* **Problem to solve**: Word for word, restate the lines of the material below from its first line through the one containing "the post-stage data;". Omit the rest.

* **Material shown**:
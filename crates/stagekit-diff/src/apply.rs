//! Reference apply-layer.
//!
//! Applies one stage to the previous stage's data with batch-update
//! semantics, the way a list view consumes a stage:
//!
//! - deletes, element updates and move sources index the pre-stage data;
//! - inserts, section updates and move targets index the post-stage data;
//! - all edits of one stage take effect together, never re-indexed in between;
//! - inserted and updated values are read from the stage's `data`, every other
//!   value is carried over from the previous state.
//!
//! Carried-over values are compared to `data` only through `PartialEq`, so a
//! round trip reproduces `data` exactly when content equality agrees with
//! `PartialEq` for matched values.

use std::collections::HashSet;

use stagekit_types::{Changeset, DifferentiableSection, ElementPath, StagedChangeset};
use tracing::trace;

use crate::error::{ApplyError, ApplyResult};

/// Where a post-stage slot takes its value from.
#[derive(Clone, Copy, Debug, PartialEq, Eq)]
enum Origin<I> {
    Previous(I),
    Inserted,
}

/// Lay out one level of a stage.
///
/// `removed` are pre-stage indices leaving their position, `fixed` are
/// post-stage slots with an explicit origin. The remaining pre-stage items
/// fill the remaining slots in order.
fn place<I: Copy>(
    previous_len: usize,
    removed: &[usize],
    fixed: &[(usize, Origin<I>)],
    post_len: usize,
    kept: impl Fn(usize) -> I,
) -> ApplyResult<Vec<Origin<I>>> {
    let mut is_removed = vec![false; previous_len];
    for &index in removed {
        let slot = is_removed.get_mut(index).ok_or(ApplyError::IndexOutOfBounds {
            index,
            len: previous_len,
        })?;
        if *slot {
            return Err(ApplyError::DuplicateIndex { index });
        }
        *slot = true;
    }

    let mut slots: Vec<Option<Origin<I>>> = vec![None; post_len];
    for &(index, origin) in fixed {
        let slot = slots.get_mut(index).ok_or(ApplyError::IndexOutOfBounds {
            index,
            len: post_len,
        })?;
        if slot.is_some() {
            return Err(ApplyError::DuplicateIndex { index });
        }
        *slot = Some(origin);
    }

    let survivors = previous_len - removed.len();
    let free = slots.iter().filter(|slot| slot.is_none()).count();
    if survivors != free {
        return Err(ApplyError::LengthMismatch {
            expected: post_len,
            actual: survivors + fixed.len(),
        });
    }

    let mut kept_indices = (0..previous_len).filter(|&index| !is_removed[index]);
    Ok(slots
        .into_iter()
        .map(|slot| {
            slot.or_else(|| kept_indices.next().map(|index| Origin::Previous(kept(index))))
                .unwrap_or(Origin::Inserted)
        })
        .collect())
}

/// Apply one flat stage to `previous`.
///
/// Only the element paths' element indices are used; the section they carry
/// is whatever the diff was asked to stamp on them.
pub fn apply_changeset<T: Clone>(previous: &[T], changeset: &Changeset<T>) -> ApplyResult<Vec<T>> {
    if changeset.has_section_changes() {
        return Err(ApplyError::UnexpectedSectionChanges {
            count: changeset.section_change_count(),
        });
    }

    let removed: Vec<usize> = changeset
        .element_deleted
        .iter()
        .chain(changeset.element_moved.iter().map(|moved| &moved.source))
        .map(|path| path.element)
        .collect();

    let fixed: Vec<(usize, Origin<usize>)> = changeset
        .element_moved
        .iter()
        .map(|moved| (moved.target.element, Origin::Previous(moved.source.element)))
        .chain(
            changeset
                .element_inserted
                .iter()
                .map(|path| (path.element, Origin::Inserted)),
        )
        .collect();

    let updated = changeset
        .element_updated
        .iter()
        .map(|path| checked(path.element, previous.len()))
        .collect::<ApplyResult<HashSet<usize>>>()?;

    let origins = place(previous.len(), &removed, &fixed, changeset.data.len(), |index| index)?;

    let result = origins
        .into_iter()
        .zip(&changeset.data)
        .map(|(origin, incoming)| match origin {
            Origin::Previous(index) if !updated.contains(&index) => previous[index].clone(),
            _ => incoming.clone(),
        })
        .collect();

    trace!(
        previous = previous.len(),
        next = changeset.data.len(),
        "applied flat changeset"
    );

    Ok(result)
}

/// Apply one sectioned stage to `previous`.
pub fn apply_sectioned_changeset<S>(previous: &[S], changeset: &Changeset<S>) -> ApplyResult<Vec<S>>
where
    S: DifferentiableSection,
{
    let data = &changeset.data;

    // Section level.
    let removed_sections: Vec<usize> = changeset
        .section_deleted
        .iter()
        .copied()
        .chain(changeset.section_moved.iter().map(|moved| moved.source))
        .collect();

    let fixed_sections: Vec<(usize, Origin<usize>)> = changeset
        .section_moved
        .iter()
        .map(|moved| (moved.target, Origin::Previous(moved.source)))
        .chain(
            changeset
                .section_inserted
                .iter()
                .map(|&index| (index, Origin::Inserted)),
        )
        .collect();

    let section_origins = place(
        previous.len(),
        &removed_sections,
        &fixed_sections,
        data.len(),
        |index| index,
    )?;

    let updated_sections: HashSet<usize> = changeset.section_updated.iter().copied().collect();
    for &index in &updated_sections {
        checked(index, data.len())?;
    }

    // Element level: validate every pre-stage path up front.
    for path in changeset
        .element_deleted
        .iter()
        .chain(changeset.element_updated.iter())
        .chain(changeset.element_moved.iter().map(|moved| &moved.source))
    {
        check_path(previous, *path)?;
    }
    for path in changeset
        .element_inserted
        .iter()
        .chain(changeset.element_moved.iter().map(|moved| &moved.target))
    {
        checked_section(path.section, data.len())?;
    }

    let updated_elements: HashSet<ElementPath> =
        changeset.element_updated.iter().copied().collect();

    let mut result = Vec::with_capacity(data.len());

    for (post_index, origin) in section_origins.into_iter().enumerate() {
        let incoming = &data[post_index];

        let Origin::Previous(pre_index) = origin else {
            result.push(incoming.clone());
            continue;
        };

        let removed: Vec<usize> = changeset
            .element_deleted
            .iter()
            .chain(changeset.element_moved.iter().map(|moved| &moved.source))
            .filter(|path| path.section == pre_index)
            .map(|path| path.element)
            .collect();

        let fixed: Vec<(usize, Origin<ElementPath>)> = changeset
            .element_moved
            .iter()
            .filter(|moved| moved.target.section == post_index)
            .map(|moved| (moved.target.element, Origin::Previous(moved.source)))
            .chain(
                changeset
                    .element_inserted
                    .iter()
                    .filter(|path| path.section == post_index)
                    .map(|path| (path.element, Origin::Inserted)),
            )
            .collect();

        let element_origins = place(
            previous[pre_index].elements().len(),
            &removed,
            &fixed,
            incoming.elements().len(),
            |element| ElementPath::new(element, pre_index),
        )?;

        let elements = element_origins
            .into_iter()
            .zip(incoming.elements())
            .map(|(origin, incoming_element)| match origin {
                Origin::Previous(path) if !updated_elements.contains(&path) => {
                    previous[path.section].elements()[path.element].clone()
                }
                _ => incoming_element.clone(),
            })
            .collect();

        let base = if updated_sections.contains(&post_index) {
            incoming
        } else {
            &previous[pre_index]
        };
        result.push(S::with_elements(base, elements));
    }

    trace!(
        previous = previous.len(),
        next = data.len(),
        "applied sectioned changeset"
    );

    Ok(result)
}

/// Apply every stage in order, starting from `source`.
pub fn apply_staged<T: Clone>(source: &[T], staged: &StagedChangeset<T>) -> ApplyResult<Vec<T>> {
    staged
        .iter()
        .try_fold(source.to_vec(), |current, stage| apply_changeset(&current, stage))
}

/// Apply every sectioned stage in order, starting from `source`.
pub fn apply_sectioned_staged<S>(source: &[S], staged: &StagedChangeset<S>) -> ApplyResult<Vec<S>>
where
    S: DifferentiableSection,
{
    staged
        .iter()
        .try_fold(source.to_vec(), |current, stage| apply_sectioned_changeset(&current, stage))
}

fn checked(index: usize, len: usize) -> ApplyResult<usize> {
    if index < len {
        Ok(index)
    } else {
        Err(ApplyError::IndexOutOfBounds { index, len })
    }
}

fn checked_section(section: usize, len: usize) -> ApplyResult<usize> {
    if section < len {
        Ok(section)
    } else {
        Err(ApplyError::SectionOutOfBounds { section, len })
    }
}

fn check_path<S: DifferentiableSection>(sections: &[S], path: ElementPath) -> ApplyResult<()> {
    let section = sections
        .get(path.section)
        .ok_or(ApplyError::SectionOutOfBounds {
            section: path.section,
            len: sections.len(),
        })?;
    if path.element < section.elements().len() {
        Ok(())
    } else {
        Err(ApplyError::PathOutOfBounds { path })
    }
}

* **Task answer**:
filename crates/stagekit-diff/src/apply.rs
//! Reference apply-layer.
//!
//! Applies one stage to the previous stage's data with batch-update
//! semantics, the way a list view consumes a stage:
//!
//! - deletes, element updates and move sources index the pre-stage data;
//! - inserts, section updates and move targets index the post-stage data;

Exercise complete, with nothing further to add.